I turned onto NF Highway 90 near Swift Lake and then onto Curly Creek Rd. which climbed a ridge before heading down toward the Columbia River. I stopped at the McClellan Overlook which had a panoramic view of Mt. St. Helens and the surrounding lands. Parked at the overlook was a Ducati ST4. The owner must have worn himself out with riding around the area, because he was taking a nap on a picnic table. Curly Creek Rd. dropped onto Wind River Rd., and wonderful serpentine route with many tight twists and turns that dropped me onto Washington Highway 14 at Carson.


I took Highway 14 east a few miles to the Hood River Bridge crossing at White Salmon. After being on the road for 11 hours, my knees and butt were in some serious need of relief. I decided I’d cross over to Hood River and look for a hotel room for the night. I felt I deserved it.
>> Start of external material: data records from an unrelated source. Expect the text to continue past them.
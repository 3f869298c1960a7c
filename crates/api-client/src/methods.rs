//! Account and trading actions
//!
//! Thin pass-through calls; their results are not reconciled with the
//! consensus view.

use crate::client::ApiClient;
use crate::error::ApiError;
use pbft_trade_types::{Block, BlockWire};
use serde::{Deserialize, Serialize};

// ============ Request/Response Types ============

#[derive(Debug, Serialize)]
pub struct CredentialsRequest<'a> {
    pub username: &'a str,
    pub password: &'a str,
}

#[derive(Debug, Deserialize)]
pub struct LoginResponse {
    #[serde(default)]
    pub token: Option<String>,
}

#[derive(Debug, Serialize)]
pub struct DepositRequest {
    pub amount: u64,
}

/// Side of an order submission
#[derive(Debug, Clone, Copy, PartialEq, Eq, Serialize, Deserialize)]
#[serde(rename_all = "lowercase")]
pub enum OrderSide {
    Buy,
    Sell,
}

#[derive(Debug, Serialize)]
pub struct TradeRequest {
    #[serde(rename = "type")]
    pub side: OrderSide,
    pub amount: u64,
}

/// Acknowledgement body; the server only sends a message
#[derive(Debug, Default, Deserialize)]
pub struct Ack {
    #[serde(default)]
    pub msg: Option<String>,
}

// ============ Actions ============

impl ApiClient {
    /// Log in and store the returned token in the session
    pub async fn login(&self, username: &str, password: &str) -> Result<(), ApiError> {
        let request = CredentialsRequest { username, password };
        let response: LoginResponse = self.post_json("login", &request, false).await?;

        let token = response
            .token
            .filter(|t| !t.is_empty())
            .ok_or(ApiError::MissingField("token"))?;
        self.session().set_identity(token, username);
        Ok(())
    }

    pub async fn register(&self, username: &str, password: &str) -> Result<Ack, ApiError> {
        let request = CredentialsRequest { username, password };
        self.post_json("register", &request, false).await
    }

    /// Drop the local identity; the server keeps no session state
    pub fn logout(&self) {
        self.session().clear_identity();
    }

    pub async fn deposit(&self, amount: u64) -> Result<Ack, ApiError> {
        self.post_json("account/deposit", &DepositRequest { amount }, true)
            .await
    }

    pub async fn trade(&self, side: OrderSide, amount: u64) -> Result<Ack, ApiError> {
        self.post_json("trade", &TradeRequest { side, amount }, true)
            .await
    }

    /// Look up a block by height or transaction id
    pub async fn block_by_id(&self, id: &str) -> Result<Option<Block>, ApiError> {
        let wire: BlockWire = self.get_json("pbft/block", &[("id", id)]).await?;
        Ok(wire.into_block())
    }
}
//! REST side of the PBFT trade client
//!
//! Provides:
//! - Session context holding the identity, optionally persisted with sled
//! - HTTP client with a single identity-injection point
//! - Snapshot fetcher for balance, trade history and consensus state
//! - Account and trading actions (login, register, deposit, trade)

pub mod client;
pub mod error;
pub mod fetcher;
pub mod methods;
pub mod persistence;
pub mod session;

pub use client::{ApiClient, ApiConfig};
pub use error::ApiError;
pub use fetcher::SnapshotFetcher;
pub use methods::{Ack, OrderSide};
pub use persistence::IdentityStore;
pub use session::Session;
I knew what to expect this time with the Hood River Bridge’s steel grate deck. Adding to the fun was a crosswind blowing upriver that was doing its best to push me into oncoming traffic.

I booked an “Express Deal” through Priceline and got myself a room at the Holiday Inn Express. The desk clerk was kind enough to let me leave my bike parked in the covered area in front of the main entrance. I got myself a cold can of Angry Orchard from the gas station next door to the hotel and took a relaxing dip in the hot tub to ease my tired muscles and joints. After almost 440 miles, by far my longest day ever on a motorcycle, I wasn’t sure if I ever wanted to ride that long again. A hot shower and comfortable bed capped off the day.